Bikes: Tallboy, Domane, old 90s MTB beater/grocery-getter, and a couple of franken-gravel experiments based on the Sirrus x 5.0.

Originally Posted by AndreyT
The very beginning of this thread is already based on a confusion, which the OP themselves apparently failed to grasp. "Flashing mode" and "strobe mode" are two fundamentally different modes of light operation. And the OP mentions both in the original post and thread title, which makes it completely unclear what they were intending to talk about.

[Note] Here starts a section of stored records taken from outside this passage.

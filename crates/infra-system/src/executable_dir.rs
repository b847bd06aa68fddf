// Base directory resolver backed by the running executable's location
use std::path::{Path, PathBuf};
use tracing::debug;

use benzene_launcher_core::error::{AppError, Result};
use benzene_launcher_core::port::BaseDirResolver;

/// Resolves the directory containing the launcher executable
///
/// The caller's current directory is never consulted, so a launch started from a
/// desktop shortcut, a file manager or another shell behaves the same.
pub struct ExecutableDirResolver;

impl ExecutableDirResolver {
    pub fn new() -> Self {
        Self
    }

    /// Directory containing `exe`
    ///
    /// `exe` must be absolute; a bare file name would silently resolve against the
    /// caller's directory.
    pub fn base_dir_of(exe: &Path) -> Result<PathBuf> {
        if !exe.is_absolute() {
            return Err(AppError::BaseDir(format!(
                "executable path is not absolute: {}",
                exe.display()
            )));
        }

        exe.parent()
            .filter(|dir| !dir.as_os_str().is_empty())
            .map(Path::to_path_buf)
            .ok_or_else(|| {
                AppError::BaseDir(format!(
                    "executable path has no parent directory: {}",
                    exe.display()
                ))
            })
    }
}

impl Default for ExecutableDirResolver {
    fn default() -> Self {
        Self::new()
    }
}

impl BaseDirResolver for ExecutableDirResolver {
    fn resolve(&self) -> Result<PathBuf> {
        let exe = std::env::current_exe()
            .map_err(|e| AppError::BaseDir(format!("cannot locate executable: {}", e)))?;
        debug!(exe = %exe.display(), "Resolved launcher executable");
        Self::base_dir_of(&exe)
    }

    fn enter(&self, dir: &Path) -> Result<()> {
        std::env::set_current_dir(dir)
            .map_err(|e| AppError::BaseDir(format!("cannot enter {}: {}", dir.display(), e)))
    }
}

Flashing mode, if named properly, operates under nominal light output levels. These output levels do not bother anyone, regardless of whether the light is flashing or not. They don't "hurt" anyone's eyes ant more than a steady light would. If someone experiences any kind of debilitating reaction to a bicycle light operating in flashing mode, this is indicative of major medical condition, which in most cases immediately disqualifies such individual from operating any kind of vehicle on public roads. Moreover, depending on local laws (in my case I'm referring to driving code of a specific US state), in such cases one might be required to self-restrict themselves from operating vehicles on public roads without waiting for any "official" order directing you to do so. Under certain circumstances one can be held criminally liable for failure to self-restrict.


The front light rules are pretty simple:

1. Avoid using strobe modes without a very good reason.

2. Daytime riding: flashing mode, always, no exceptions.

3. Night riding: steady mode, preferably with proper beam shape (i.e. cutoff). Might be accompanied with lower brightness flashing markers.

4. And don't worry about anyone whose eyes might be "hurt" by regular flashing: 99% of these people are just feigning "the princess and the pea" syndrome, the rest have no business being on the road at all

This is an interesting distinction. I think most bike headlights from the past few years simply modulate LED drive current to create a flashing effect while keeping the maximum current the same as the steady state max. Some earlier LED lights like the Niterider Lumina series did have a true strobe mode to compensate for their relatively weak output, but that's not true of any of the lights I've gotten in the last 5 years or so. The current crop of headlights commonly have outputs well over 1000 lumen and such strobing is no longer necessary. Where I mostly still see true strobes these days (with peak current and brightness several times the steady state maximum) is in tail lights.

Last edited by wayold; 04-11-26 at 06:57 PM.